use chrono::{DateTime, Utc};
use serde::{Deserialize, Serialize};

use super::Entry;

/// Report sections, in navigation order
#[derive(Debug, Clone, Copy, PartialEq, Eq, Serialize, Deserialize)]
#[serde(rename_all = "snake_case")]
pub enum SectionKind {
    Matched,
    Unmatched,
    Movies,
    Series,
    Other,
}

impl SectionKind {
    pub const ALL: [SectionKind; 5] = [
        SectionKind::Matched,
        SectionKind::Unmatched,
        SectionKind::Movies,
        SectionKind::Series,
        SectionKind::Other,
    ];

    /// Output file name of the section document
    pub fn file_name(&self) -> &'static str {
        match self {
            SectionKind::Matched => "content_analysis_matched.json",
            SectionKind::Unmatched => "content_analysis_unmatched.json",
            SectionKind::Movies => "content_analysis_movies.json",
            SectionKind::Series => "content_analysis_series.json",
            SectionKind::Other => "content_analysis_unmatched_no_tvg.json",
        }
    }

    pub fn title(&self) -> &'static str {
        match self {
            SectionKind::Matched => "Content with EPG Matches",
            SectionKind::Unmatched => "Content without EPG Matches",
            SectionKind::Movies => "Movies without TVG-ID",
            SectionKind::Series => "Series without TVG-ID",
            SectionKind::Other => "Other Content without TVG-ID",
        }
    }

    /// Short label used for navigation tabs
    pub fn tab_label(&self) -> &'static str {
        match self {
            SectionKind::Matched => "With EPG",
            SectionKind::Unmatched => "No EPG",
            SectionKind::Movies => "Movies",
            SectionKind::Series => "Series",
            SectionKind::Other => "Other",
        }
    }
}

/// Rendering record for one entry
#[derive(Debug, Clone, PartialEq, Eq, Serialize, Deserialize)]
pub struct EntryRecord {
    pub name: String,
    pub group: String,
    pub channel_identifier: String,
    #[serde(skip_serializing_if = "Option::is_none")]
    pub logo_url: Option<String>,
    pub stream_url: String,
    #[serde(skip_serializing_if = "Option::is_none")]
    pub has_epg: Option<bool>,
    #[serde(skip_serializing_if = "Option::is_none")]
    pub series_name: Option<String>,
    #[serde(skip_serializing_if = "Option::is_none")]
    pub season: Option<u32>,
    #[serde(skip_serializing_if = "Option::is_none")]
    pub episode: Option<u32>,
}

impl EntryRecord {
    pub fn from_entry(entry: &Entry) -> Self {
        Self {
            name: entry.name.clone(),
            group: entry.group.clone(),
            channel_identifier: entry.channel_identifier.clone(),
            logo_url: entry.logo_url.clone(),
            stream_url: entry.stream_url.clone(),
            has_epg: None,
            series_name: None,
            season: None,
            episode: None,
        }
    }
}

/// Entries of one group, sorted by name
#[derive(Debug, Clone, PartialEq, Eq, Serialize, Deserialize)]
pub struct GroupSection {
    /// Stable navigation anchor
    pub id: String,
    pub name: String,
    pub entries: Vec<EntryRecord>,
}

#[derive(Debug, Clone, PartialEq, Eq, Serialize, Deserialize)]
pub struct SeasonSection {
    pub season: u32,
    pub episodes: Vec<EntryRecord>,
}

#[derive(Debug, Clone, PartialEq, Eq, Serialize, Deserialize)]
pub struct SeriesSection {
    pub id: String,
    pub name: String,
    pub total_episodes: usize,
    pub seasons: Vec<SeasonSection>,
}

/// Series of one group, sorted by series name then season
#[derive(Debug, Clone, PartialEq, Eq, Serialize, Deserialize)]
pub struct SeriesGroupSection {
    pub id: String,
    pub name: String,
    pub series: Vec<SeriesSection>,
}

/// Machine-readable summary sidecar (`command.json`)
#[derive(Debug, Clone, Default, PartialEq, Eq, Serialize, Deserialize)]
pub struct AnalysisSummary {
    pub total_identified: usize,
    pub total_epg_matched: usize,
    pub total_movies: usize,
    pub total_series: usize,
    pub total_unmatched: usize,
    /// Comma-joined, sorted, lower-cased identifier prefixes
    pub channel_ids: String,
    pub optimization_command: String,
}

impl AnalysisSummary {
    /// Entry count shown on a section's navigation tab
    pub fn section_count(&self, kind: SectionKind) -> usize {
        match kind {
            SectionKind::Matched => self.total_epg_matched,
            SectionKind::Unmatched => self.total_identified - self.total_epg_matched,
            SectionKind::Movies => self.total_movies,
            SectionKind::Series => self.total_series,
            SectionKind::Other => self.total_unmatched,
        }
    }
}

/// Aggregated output of one analysis run, ready for emission
#[derive(Debug, Clone, Default, PartialEq, Eq)]
pub struct AnalysisReport {
    pub summary: AnalysisSummary,
    pub matched: Vec<GroupSection>,
    pub unmatched: Vec<GroupSection>,
    pub movies: Vec<GroupSection>,
    pub series: Vec<SeriesGroupSection>,
    pub other: Vec<GroupSection>,
}

/// Document written for one flat section
#[derive(Debug, Serialize)]
pub struct SectionDocument<'a, G: Serialize> {
    pub section: SectionKind,
    pub title: &'static str,
    pub total: usize,
    pub groups: &'a [G],
}

#[derive(Debug, Clone, PartialEq, Eq, Serialize, Deserialize)]
pub struct NavTab {
    pub section: SectionKind,
    pub label: String,
    pub file: String,
    pub count: usize,
}

/// Landing document (`index.json`)
#[derive(Debug, Clone, PartialEq, Eq, Serialize, Deserialize)]
pub struct IndexDocument {
    pub title: String,
    pub generated_at: DateTime<Utc>,
    pub playlist_source: String,
    pub epg_source: String,
    pub default_section: SectionKind,
    pub default_file: String,
    pub tabs: Vec<NavTab>,
    pub summary: AnalysisSummary,
}

/// Caller-supplied facts about the run that appear in the landing document
#[derive(Debug, Clone)]
pub struct RunContext {
    pub generated_at: DateTime<Utc>,
    pub playlist_source: String,
    pub epg_source: String,
}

= = = = =

What to work on.
With "navigation" as the search word, count the matching lines in the records and give the number alone.

Written solution.
4